- Title: Pixies frontman is alt-rock troubadour
- Date: 7th December 2016
- Summary: LONDON, ENGLAND, UK (DECEMBER 7, 2016) (REUTERS) (SOUNDBITE) (English) PIXIES FRONTMAN, BLACK FRANCIS, SAYING: "Probably rock music is a little bit up on a pedestal. Especially in Europe or even more the UK but I'd say the UK more on a pedestal than it is in the United States because rock and roll originally comes from the United States so I think it's even like because its everywhere it's in the fabric of the culture whatever. It's also taken for granted a little bit just because it's like from there."

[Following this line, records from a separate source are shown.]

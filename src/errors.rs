use miette::Diagnostic;
use thiserror::Error;

#[derive(Debug, Error, Diagnostic)]
pub enum SemilleroError {
    #[error("I/O error: {0}")]
    #[diagnostic(code(semillero::io))]
    Io(#[from] std::io::Error),

    #[error("Config error: {0}")]
    #[diagnostic(code(semillero::config))]
    Config(#[from] config::ConfigError),

    #[error("Serialization error: {0}")]
    #[diagnostic(code(semillero::serde))]
    Serde(#[from] serde_json::Error),

    #[error("Database error: {0}")]
    #[diagnostic(code(semillero::db))]
    Db(#[from] sea_orm::DbErr),

    #[error("{kind} `{id}` not found")]
    #[diagnostic(code(semillero::not_found))]
    NotFound { kind: &'static str, id: String },

    #[error("Validation failed: {0}")]
    #[diagnostic(
        code(semillero::validation),
        help("Fill in every required field before saving")
    )]
    Validation(String),

    #[error("Permission denied: {0}")]
    #[diagnostic(
        code(semillero::permission_denied),
        help("Log in with an account whose role covers this action")
    )]
    PermissionDenied(String),

    #[error("{0}")]
    #[diagnostic(code(semillero::other))]
    Other(String),
}

impl SemilleroError {
    pub fn not_found(kind: &'static str, id: impl Into<String>) -> Self {
        SemilleroError::NotFound {
            kind,
            id: id.into(),
        }
    }

    pub fn denied(action: impl Into<String>) -> Self {
        SemilleroError::PermissionDenied(action.into())
    }

    pub fn invalid(reason: impl Into<String>) -> Self {
        SemilleroError::Validation(reason.into())
    }
}
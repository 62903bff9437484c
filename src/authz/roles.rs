//! Per-role capability rules.
//!
//! Each role is its own type so its rules can be read and tested in
//! isolation. `target` is the semillero the check is about; `None` means the
//! caller did not name one.

use crate::authz::{Capabilities, Section};
use crate::model::User;

/// Full access everywhere.
#[derive(Debug, Clone, Copy, Default)]
pub struct Administrator;

/// Coordinates the group currently recorded on the user.
#[derive(Debug, Clone, Copy, Default)]
pub struct Professor;

/// Permanently bound to one group.
#[derive(Debug, Clone, Copy, Default)]
pub struct Student;

/// External reader limited to the outreach section.
#[derive(Debug, Clone, Copy, Default)]
pub struct Visitor;

/// Resolve an omitted target to the user's own group.
fn resolve<'a>(user: &'a User, target: Option<&'a str>) -> Option<&'a str> {
    target.or(user.semillero_id.as_deref())
}

fn is_own_group(user: &User, target: Option<&str>) -> bool {
    resolve(user, target) == user.semillero_id.as_deref()
}

/// Shared professor/student rule: everything inside the own group, only the
/// cross-group sections elsewhere.
fn member_can_access(user: &User, section: &Section, target: Option<&str>) -> bool {
    is_own_group(user, target) || section.is_cross_group()
}

/// Members download freely in the public context and only from their own
/// group otherwise.
fn member_can_download(user: &User, target: Option<&str>) -> bool {
    match target {
        None => true,
        Some(id) => user.belongs_to(id),
    }
}

impl Capabilities for Administrator {
    fn can_access(&self, _user: &User, _section: &Section, _target: Option<&str>) -> bool {
        true
    }

    fn can_download(&self, _user: &User, _target: Option<&str>) -> bool {
        true
    }

    fn can_create_project(&self) -> bool {
        false
    }

    fn can_manage_resources(&self, _user: &User, _target: Option<&str>) -> bool {
        true
    }
}

impl Capabilities for Professor {
    fn can_access(&self, user: &User, section: &Section, target: Option<&str>) -> bool {
        member_can_access(user, section, target)
    }

    fn can_download(&self, user: &User, target: Option<&str>) -> bool {
        member_can_download(user, target)
    }

    fn can_create_project(&self) -> bool {
        false
    }

    fn can_manage_resources(&self, user: &User, target: Option<&str>) -> bool {
        is_own_group(user, target)
    }
}

impl Capabilities for Student {
    fn can_access(&self, user: &User, section: &Section, target: Option<&str>) -> bool {
        if matches!(section, Section::Usuarios | Section::Configuracion) {
            return false;
        }
        member_can_access(user, section, target)
    }

    fn can_download(&self, user: &User, target: Option<&str>) -> bool {
        member_can_download(user, target)
    }

    // Only students create projects; professors and administrators do not.
    fn can_create_project(&self) -> bool {
        true
    }

    fn can_manage_resources(&self, _user: &User, _target: Option<&str>) -> bool {
        false
    }
}

impl Capabilities for Visitor {
    fn can_access(&self, _user: &User, section: &Section, _target: Option<&str>) -> bool {
        *section == Section::Divulgacion
    }

    fn can_download(&self, _user: &User, _target: Option<&str>) -> bool {
        false
    }

    fn can_create_project(&self) -> bool {
        false
    }

    fn can_manage_resources(&self, _user: &User, _target: Option<&str>) -> bool {
        false
    }
}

- Embargoed: 22nd December 2016 14:38
- Keywords: Pixies Gig Brixton Band Music
- Location: LONDON, ENGLAND, UK AND UNIDENTIFIED FILMING LOCATIONS
- City: LONDON, ENGLAND, UK AND UNIDENTIFIED FILMING LOCATIONS
- Country: United Kingdom
- Reuters ID: LVA0025BVXIRX
- Aspect Ratio: 16:9
- Story Text: Pixies frontman Black Francis has been called many things in his time - surrealist poet, alt-rock progenitor and singer in "one of America's greatest bands ever," that last one according to Bono of U2.
Late on Tuesday (December 6), sitting backstage at London's O2 Academy, Brixton, as crowds queue outside for another sold-out gig, the singer also known as Charles Michael Kittridge Thompson IV is trying on a new label for size.

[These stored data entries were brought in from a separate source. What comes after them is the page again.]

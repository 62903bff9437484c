//! Projects, resources, messages, meetings and outreach content.
//!
//! Every write checks the acting session first, validates its input and only
//! then touches the store, so a rejected call leaves persisted data as it was.

use chrono::{NaiveDate, Utc};

use crate::authz::visibility;
use crate::errors::SemilleroError;
use crate::model::{
    Collaboration, Event, Meeting, Message, NewCollaboration, NewEvent, NewMeeting, NewMessage,
    NewProject, NewResource, Project, ProjectStatus, Reply, Resource, Semillero, User,
};
use crate::session::Session;
use crate::storage::{random_id, Store};

/// Location used when a meeting is scheduled without one.
pub const DEFAULT_LOCATION: &str = "Por definir";

fn acting_user<'a>(session: &'a Session, action: &str) -> Result<&'a User, SemilleroError> {
    session
        .user()
        .ok_or_else(|| SemilleroError::denied(format!("{action} requires a logged in user")))
}

fn require_text(value: &str, field: &str) -> Result<(), SemilleroError> {
    if value.trim().is_empty() {
        return Err(SemilleroError::invalid(format!("{field} is required")));
    }
    Ok(())
}

// ---------- Projects ----------

/// Project form input. Unset fields are filled from the session.
#[derive(Debug, Clone)]
pub struct ProjectDraft {
    pub title: String,
    pub description: String,
    pub status: ProjectStatus,
    pub progress: u8,
    pub budget: f64,
    pub start_date: NaiveDate,
    pub end_date: NaiveDate,
    /// Falls back to the selected semillero, then the user's own.
    pub semillero_id: Option<String>,
    /// Defaults to the creator alone.
    pub team: Vec<String>,
    pub document_name: Option<String>,
}

fn validate_project(title: &str, progress: u8, budget: f64) -> Result<(), SemilleroError> {
    require_text(title, "title")?;
    if progress > 100 {
        return Err(SemilleroError::invalid(format!(
            "progress must be between 0 and 100, got {progress}"
        )));
    }
    if !budget.is_finite() || budget < 0.0 {
        return Err(SemilleroError::invalid("budget cannot be negative"));
    }
    Ok(())
}

pub async fn create_project(
    store: &Store,
    session: &Session,
    draft: ProjectDraft,
) -> Result<Project, SemilleroError> {
    let user = acting_user(session, "creating a project")?;
    if !session.can_create_project() {
        return Err(SemilleroError::denied(format!(
            "role {} cannot create projects",
            user.role
        )));
    }
    validate_project(&draft.title, draft.progress, draft.budget)?;

    let semillero_id = draft
        .semillero_id
        .filter(|id| !id.is_empty())
        .or_else(|| session.selected_id().map(str::to_string))
        .or_else(|| user.semillero_id.clone())
        .ok_or_else(|| SemilleroError::invalid("project needs a semillero"))?;
    if !user.belongs_to(&semillero_id) {
        return Err(SemilleroError::denied(format!(
            "projects can only be created in your own semillero, not `{semillero_id}`"
        )));
    }

    let semillero_name = match store.find::<Semillero>(&semillero_id).await {
        Some(s) => s.name,
        None if user.belongs_to(&semillero_id) => user.semillero_name.clone().unwrap_or_default(),
        None => return Err(SemilleroError::not_found("Semillero", semillero_id)),
    };

    let team = if draft.team.is_empty() {
        vec![user.name.clone()]
    } else {
        draft.team
    };

    let project = store
        .create::<Project>(NewProject {
            title: draft.title,
            description: draft.description,
            status: draft.status,
            progress: draft.progress,
            budget: draft.budget,
            start_date: draft.start_date,
            end_date: draft.end_date,
            semillero_id,
            semillero_name,
            team,
            document_name: draft.document_name,
            created_by: user.id.clone(),
        })
        .await?;

    tracing::info!(project_id = %project.id, semillero_id = %project.semillero_id, "Created project");
    Ok(project)
}

/// Edit a project the acting student is a team member of.
pub async fn update_project<F>(
    store: &Store,
    session: &Session,
    id: &str,
    apply: F,
) -> Result<Project, SemilleroError>
where
    F: FnOnce(&mut Project),
{
    let Some(mut project) = store.find::<Project>(id).await else {
        return Err(SemilleroError::not_found("Project", id));
    };
    if !visibility::can_edit_project(session.user(), &project) {
        return Err(SemilleroError::denied(format!("editing project `{id}`")));
    }

    apply(&mut project);
    project.id = id.to_string();
    validate_project(&project.title, project.progress, project.budget)?;

    let edited = project.clone();
    if !store.update::<Project, _>(id, move |p| *p = edited).await? {
        return Err(SemilleroError::not_found("Project", id));
    }
    Ok(project)
}

pub async fn visible_projects(store: &Store, session: &Session) -> Vec<Project> {
    visibility::scoped(session.viewer(), store.list::<Project>().await)
}

/// Name of the project's document if the session may download it.
pub fn download_document<'p>(
    session: &Session,
    project: &'p Project,
) -> Result<&'p str, SemilleroError> {
    if !session.can_download(Some(&project.semillero_id)) {
        return Err(SemilleroError::denied(format!(
            "downloading documents of semillero `{}`",
            project.semillero_id
        )));
    }
    project
        .document_name
        .as_deref()
        .ok_or_else(|| SemilleroError::not_found("Document", project.id.clone()))
}

// ---------- Resources ----------

pub async fn visible_resources(store: &Store, session: &Session) -> Vec<Resource> {
    visibility::scoped(session.viewer(), store.list::<Resource>().await)
}

fn require_resource_manager(session: &Session, semillero_id: &str) -> Result<(), SemilleroError> {
    if session.can_manage_resources(Some(semillero_id)) {
        Ok(())
    } else {
        Err(SemilleroError::denied(format!(
            "managing resources of semillero `{semillero_id}`"
        )))
    }
}

/// `created_by` is overwritten with the acting user.
pub async fn create_resource(
    store: &Store,
    session: &Session,
    mut new: NewResource,
) -> Result<Resource, SemilleroError> {
    let user = acting_user(session, "creating a resource")?;
    require_resource_manager(session, &new.semillero_id)?;
    require_text(&new.name, "name")?;

    new.created_by = user.id.clone();
    store.create::<Resource>(new).await
}

/// The resource stays in its semillero; `apply` cannot move it elsewhere.
pub async fn update_resource<F>(
    store: &Store,
    session: &Session,
    id: &str,
    apply: F,
) -> Result<(), SemilleroError>
where
    F: FnOnce(&mut Resource),
{
    let Some(resource) = store.find::<Resource>(id).await else {
        return Err(SemilleroError::not_found("Resource", id));
    };
    require_resource_manager(session, &resource.semillero_id)?;

    let semillero_id = resource.semillero_id;
    store
        .update::<Resource, _>(id, move |r| {
            apply(r);
            r.semillero_id = semillero_id;
        })
        .await?;
    Ok(())
}

pub async fn delete_resource(
    store: &Store,
    session: &Session,
    id: &str,
) -> Result<(), SemilleroError> {
    let Some(resource) = store.find::<Resource>(id).await else {
        return Err(SemilleroError::not_found("Resource", id));
    };
    require_resource_manager(session, &resource.semillero_id)?;
    store.delete::<Resource>(id).await?;
    Ok(())
}

// ---------- Communication ----------

#[derive(Debug, Clone, Default)]
pub struct MessageDraft {
    /// Defaults to "Mensaje de <author>".
    pub title: Option<String>,
    pub content: String,
    pub is_general: bool,
    /// Ignored for general messages; otherwise falls back to the selection.
    pub semillero_id: Option<String>,
}

/// Resolve the semillero a non-general item is addressed to.
fn addressed_to(
    session: &Session,
    is_general: bool,
    semillero_id: Option<String>,
) -> Result<Option<String>, SemilleroError> {
    if is_general {
        return Ok(None);
    }
    semillero_id
        .or_else(|| session.selected_id().map(str::to_string))
        .map(Some)
        .ok_or_else(|| SemilleroError::invalid("choose a semillero or mark it as general"))
}

pub async fn post_message(
    store: &Store,
    session: &Session,
    draft: MessageDraft,
) -> Result<Message, SemilleroError> {
    let user = acting_user(session, "posting a message")?;
    require_text(&draft.content, "content")?;
    let semillero_id = addressed_to(session, draft.is_general, draft.semillero_id)?;

    let title = draft
        .title
        .filter(|t| !t.trim().is_empty())
        .unwrap_or_else(|| format!("Mensaje de {}", user.name));

    store
        .create::<Message>(NewMessage {
            title,
            content: draft.content,
            author: user.name.clone(),
            author_id: user.id.clone(),
            semillero_id,
            is_general: draft.is_general,
        })
        .await
}

pub async fn add_reply(
    store: &Store,
    session: &Session,
    message_id: &str,
    content: &str,
) -> Result<Reply, SemilleroError> {
    let user = acting_user(session, "replying")?;
    require_text(content, "reply")?;

    let reply = Reply {
        id: random_id(),
        content: content.to_string(),
        author: user.name.clone(),
        author_id: user.id.clone(),
        created_at: Utc::now(),
    };
    let appended = reply.clone();
    if !store
        .update::<Message, _>(message_id, move |m| m.replies.push(appended))
        .await?
    {
        return Err(SemilleroError::not_found("Message", message_id));
    }
    Ok(reply)
}

pub async fn visible_messages(store: &Store, session: &Session) -> Vec<Message> {
    visibility::addressed(session.viewer(), store.list::<Message>().await)
}

#[derive(Debug, Clone, Default)]
pub struct MeetingDraft {
    pub title: String,
    pub description: String,
    pub date: Option<NaiveDate>,
    /// `HH:MM`
    pub time: String,
    /// Room name or video link.
    pub location: Option<String>,
    pub is_general: bool,
    pub semillero_id: Option<String>,
}

pub async fn schedule_meeting(
    store: &Store,
    session: &Session,
    draft: MeetingDraft,
) -> Result<Meeting, SemilleroError> {
    let user = acting_user(session, "scheduling a meeting")?;
    require_text(&draft.title, "title")?;
    require_text(&draft.time, "time")?;
    let date = draft
        .date
        .ok_or_else(|| SemilleroError::invalid("date is required"))?;
    let semillero_id = addressed_to(session, draft.is_general, draft.semillero_id)?;

    let location = draft
        .location
        .filter(|l| !l.trim().is_empty())
        .unwrap_or_else(|| DEFAULT_LOCATION.to_string());

    let meeting = store
        .create::<Meeting>(NewMeeting {
            title: draft.title,
            description: draft.description,
            date,
            time: draft.time,
            location,
            semillero_id,
            is_general: draft.is_general,
            organizer: user.name.clone(),
            organizer_id: user.id.clone(),
            attendees: vec![user.name.clone()],
        })
        .await?;

    tracing::info!(meeting_id = %meeting.id, is_virtual = meeting.is_virtual(), "Scheduled meeting");
    Ok(meeting)
}

pub async fn visible_meetings(store: &Store, session: &Session) -> Vec<Meeting> {
    visibility::addressed(session.viewer(), store.list::<Meeting>().await)
}

// ---------- Outreach ----------

fn require_content_manager<'a>(
    session: &'a Session,
    action: &str,
) -> Result<&'a User, SemilleroError> {
    let user = acting_user(session, action)?;
    if !session.can_manage_content() {
        return Err(SemilleroError::denied(format!(
            "{action} is reserved to professors and administrators"
        )));
    }
    Ok(user)
}

/// Events and collaborations are public; anyone may list them.
pub async fn list_events(store: &Store) -> Vec<Event> {
    store.list::<Event>().await
}

pub async fn list_collaborations(store: &Store) -> Vec<Collaboration> {
    store.list::<Collaboration>().await
}

pub async fn create_event(
    store: &Store,
    session: &Session,
    mut new: NewEvent,
) -> Result<Event, SemilleroError> {
    let user = require_content_manager(session, "publishing an event")?;
    require_text(&new.title, "title")?;
    new.created_by = user.id.clone();
    store.create::<Event>(new).await
}

pub async fn create_collaboration(
    store: &Store,
    session: &Session,
    mut new: NewCollaboration,
) -> Result<Collaboration, SemilleroError> {
    let user = require_content_manager(session, "registering a collaboration")?;
    require_text(&new.title, "title")?;
    require_text(&new.institution, "institution")?;
    new.created_by = user.id.clone();
    store.create::<Collaboration>(new).await
}

pub async fn delete_event(store: &Store, session: &Session, id: &str) -> Result<(), SemilleroError> {
    require_content_manager(session, "deleting an event")?;
    if !store.delete::<Event>(id).await? {
        return Err(SemilleroError::not_found("Event", id));
    }
    tracing::info!(event_id = id, "Deleted event");
    Ok(())
}

pub async fn delete_collaboration(
    store: &Store,
    session: &Session,
    id: &str,
) -> Result<(), SemilleroError> {
    require_content_manager(session, "deleting a collaboration")?;
    if !store.delete::<Collaboration>(id).await? {
        return Err(SemilleroError::not_found("Collaboration", id));
    }
    tracing::info!(collaboration_id = id, "Deleted collaboration");
    Ok(())
}
use std::sync::Arc;

use semillero::storage::{FileBackend, SqlBackend, Store};
use tempfile::{NamedTempFile, TempDir};

/// Store backed by temporary files, removed on drop
pub struct TestStore {
    store: Store,
    _dir: Option<TempDir>,
    _db_file: Option<NamedTempFile>,
}

impl TestStore {
    /// One JSON file per key in a temporary directory
    pub fn file() -> Self {
        let dir = TempDir::new().expect("Failed to create temp dir");
        let store = Store::new(Arc::new(FileBackend::new(dir.path())), "semillero_");
        Self {
            store,
            _dir: Some(dir),
            _db_file: None,
        }
    }

    /// Temporary SQLite database with migrations applied
    pub async fn sqlite() -> Self {
        let db_file = NamedTempFile::new().expect("Failed to create temp file");
        let db_path = db_file.path().to_str().expect("Invalid temp file path");
        let db_url = format!("sqlite://{}?mode=rwc", db_path);

        let backend = SqlBackend::connect(&db_url)
            .await
            .expect("Failed to connect to test database");

        Self {
            store: Store::new(Arc::new(backend), "semillero_"),
            _dir: None,
            _db_file: Some(db_file),
        }
    }

    pub fn store(&self) -> &Store {
        &self.store
    }
}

"What motivates (us)? ... It's not about being inspired by something or being motivated by something. If you decide to become, pardon the expression, a 'troubadour' then you become a troubadour, that's who you are."
He was responding to a question about what still drives him 30 years into a career that changed the face of music with four albums and an EP in the late 80s and early 90s, then, after a few serious bumps in the road, came back and kept going.
"It's not even like ' Do you feel like doing it today?' It's just like - that's what I do," said Thompson, 51. "It's pretty much what you do in most circumstances even if you don't feel like doing it sometimes."
The Pixies first seven-year burst created its own momentum, cutting through the gloop of 80s pop with raw screaming vocals, loud-quiet-loud dynamics and songs about lust, the bible and UFOs, among them "Debaser" and "Monkey Gone To Heaven".
The band split in 1993 as tensions boiled over between Thompson and bass player Kim Deal, then reformed to huge acclaim in 2004.
Deal left again in 2013, leading to the Pixies' third reincarnation, possibly their most challenging yet, as a band ploughing on after the revolution it triggered has been absorbed into the mainstream.
It is a shift underlined half way through the Brixton concert, when the Pixies' new bass player Paz Lenchantin steps up to the mic and sings "All I Think About Now", a song she wrote with Thompson, a plain-spoken tribute to Deal.
"The only reason I am here is Kim, so I thought it would be good to sing about Kim, like a thank you letter," says Lenchantin backstage. "We're kind of waiting for her (Deal's) sung response," adds Thompson, chuckling.
The song shows a band that once created its own musical year zero now haunted by its own history.
Other pressures have been there to see. The band announced in September that lead guitarist Joey Santiago had gone into rehab - the current tour is dry with mini-fridges in dressing rooms stocked with water and fizzy drinks.
Their last album "Indie Cindy" secured the bands some mixed reviews.
But many critics have held up their current release "Head Carrier" as a return to form. And there is a new solidity about the band since Lenchantin joined full-time.
"She completes the band because without her we're just like three dudes who just used to be in a band, says Thomson, "We're a band again. We're Pixies again."